MAC: Switching, VLANs, MPLS
============================

* In the last lecture, we have seen that shared broadcast links like
  Ethernet LAN have a fundamental scaling limit. Solution: switched
  ethernet. That is, hosts connect to a switch via Ethernet cable.

* What is an Ethernet switch? When multiple hosts connect to the
  various ports in a switch, the switch forwards a frame only to the
  output port that leads to the destination (unlike an ethernet hub
  that forwards to all ports). How does a switch learn this
  information? When node A sends a frame through a port numbered "i"
  on the switch, the switch learns that MAC address of A is reachable
  via port "i". So the next time a frame arrives with destined to A's
  MAC address, the switch will forward the packet only on port
  "i". When a switch sees a destination MAC for the first time, it has
  to flood the frame on all ports, as it doesn't know the mappings.

* What is the difference between a bridge and a switch? A bridge is a
  term used for a device that connects 2 or a small number of LANs. A
  bridge performs similar functions as a switch (learns which MAC
  addresses are on which ports, and forwards only on the right
  ports). So a switch is just a multiport bridge.

* If the topology of switches / bridges in the network has a loop,
  broadcast frames will keep circling forever. To avoid this problem,
  switches in a LAN run the spanning tree protocol (STP). That is,
  switches use a distributed protocol to construct a spanning tree
  over all the switches, with the switch of the smallest ID (say, MAC
  address) as the root of the tree. Only ports of a switch that are on
  the spanning tree are active, and switches do not send or receive
  frames over the inactive ports. Switches re-run STP to construct a
  new topology as switches fail or topology changes.
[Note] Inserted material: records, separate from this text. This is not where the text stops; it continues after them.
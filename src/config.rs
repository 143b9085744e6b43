use serde::Deserialize;

#[derive(Debug, Clone, Deserialize)]
pub struct Config {
    pub database_url: String,
    pub port: u16,
    pub profile_api_base_url: String,
    pub profile_api_token: Option<String>,
    pub webhook_secret: Option<String>,
}

impl Config {
    pub fn from_env() -> anyhow::Result<Self> {
        dotenvy::dotenv().ok();

        let config = Self {
            database_url: std::env::var("DATABASE_URL")
                .map_err(|_| anyhow::anyhow!("DATABASE_URL environment variable required"))
                .and_then(|url| {
                    if url.trim().is_empty() {
                        anyhow::bail!("DATABASE_URL cannot be empty");
                    }
                    if !url.starts_with("postgresql://") && !url.starts_with("postgres://") {
                        anyhow::bail!("DATABASE_URL must start with postgresql:// or postgres://");
                    }
                    Ok(url)
                })?,
            port: std::env::var("PORT")
                .unwrap_or_else(|_| "3000".to_string())
                .parse()
                .map_err(|_| anyhow::anyhow!("PORT must be a valid number between 1-65535"))?,
            profile_api_base_url: std::env::var("PROFILE_API_BASE_URL")
                .map_err(|_| anyhow::anyhow!("PROFILE_API_BASE_URL environment variable required"))
                .and_then(|url| {
                    if url.trim().is_empty() {
                        anyhow::bail!("PROFILE_API_BASE_URL cannot be empty");
                    }
                    if !url.starts_with("http://") && !url.starts_with("https://") {
                        anyhow::bail!("PROFILE_API_BASE_URL must start with http:// or https://");
                    }
                    // The connector appends /users/{id}; keep the base clean
                    Ok(url.trim_end_matches('/').to_string())
                })?,
            profile_api_token: std::env::var("PROFILE_API_TOKEN")
                .ok()
                .filter(|s| !s.trim().is_empty()),
            webhook_secret: std::env::var("WEBHOOK_SECRET")
                .ok()
                .filter(|s| !s.trim().is_empty()),
        };

        // Log successful configuration load (without sensitive values)
        tracing::info!("Configuration loaded successfully");
        tracing::debug!(
            "Database URL: {}...",
            &config.database_url[..20.min(config.database_url.len())]
        );
        tracing::debug!("Profile API base URL: {}", config.profile_api_base_url);
        tracing::debug!("Server Port: {}", config.port);
        if config.profile_api_token.is_none() {
            tracing::debug!("PROFILE_API_TOKEN not set; outbound requests are unauthenticated");
        }
        if config.webhook_secret.is_none() {
            tracing::warn!("WEBHOOK_SECRET not set; webhook token validation is disabled");
        }

        Ok(config)
    }
}
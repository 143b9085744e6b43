use crate::config::Config;
use crate::dispatch::Dispatcher;
use crate::errors::AppError;
use crate::models::Person;
use crate::store::PersonStore;
use crate::sync::{SyncConnector, SyncOutcome};
use axum::{
    extract::{Path, State},
    http::StatusCode,
    Json,
};
use serde_json::json;
use std::sync::Arc;
use uuid::Uuid;

/// Shared application state injected into handlers.
#[derive(Clone)]
pub struct AppState {
    /// Record store (system of record).
    pub store: Arc<dyn PersonStore>,
    /// Connector for the two sync flows.
    pub connector: Arc<SyncConnector>,
    /// Routing policy over mutation events.
    pub dispatcher: Dispatcher,
    /// Application configuration.
    pub config: Config,
}

/// Health check endpoint.
pub async fn health() -> (StatusCode, Json<serde_json::Value>) {
    (
        StatusCode::OK,
        Json(json!({
            "status": "healthy",
            "service": "rust-profile-sync",
            "version": "0.1.0"
        })),
    )
}

/// GET /api/v1/persons/:id
///
/// Retrieves a person record by its local id.
pub async fn get_person(
    State(state): State<Arc<AppState>>,
    Path(id): Path<Uuid>,
) -> Result<Json<Person>, AppError> {
    tracing::info!("GET /persons/{}", id);

    let person = state.store.get_by_id(id).await?;
    Ok(Json(person))
}

/// POST /api/v1/sync/pull/:external_id
///
/// Manual trigger for the pull flow. Unlike the webhook path this runs the
/// callout inline and reports its outcome, which makes it useful for
/// operational replays and debugging.
pub async fn trigger_pull(
    State(state): State<Arc<AppState>>,
    Path(external_id): Path<String>,
) -> Result<Json<serde_json::Value>, AppError> {
    tracing::info!("POST /sync/pull/{}", external_id);

    let outcome = state.connector.pull_and_upsert(&external_id).await?;
    Ok(Json(outcome_body(&outcome)))
}

/// POST /api/v1/sync/push/:id
///
/// Manual trigger for the push flow, run inline like `trigger_pull`.
pub async fn trigger_push(
    State(state): State<Arc<AppState>>,
    Path(id): Path<Uuid>,
) -> Result<Json<serde_json::Value>, AppError> {
    tracing::info!("POST /sync/push/{}", id);

    let outcome = state.connector.push_and_stamp(id).await?;
    Ok(Json(outcome_body(&outcome)))
}

fn outcome_body(outcome: &SyncOutcome) -> serde_json::Value {
    match outcome {
        SyncOutcome::Applied => json!({ "outcome": "applied" }),
        SyncOutcome::RemoteRejected { status } => json!({
            "outcome": "remote_rejected",
            "status": status,
        }),
    }
}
* Why have switch topologies with loops in the first place? For fault
  tolerance: if one link fails, another can be used.

* Details on STP: initially the designated root bridge sends special
  messages (bridge protocol data units or BPDUs) on all its
  ports. These BPDUs are passed around the network, and every node
  tries to identify the shortest path to the root. When a BPDU is
  received on a port, the cost of that port is added to the path cost
  before the BPDU is forwarded on other ports. Note that the cost of
  the port is configured based on the link speed of the port etc.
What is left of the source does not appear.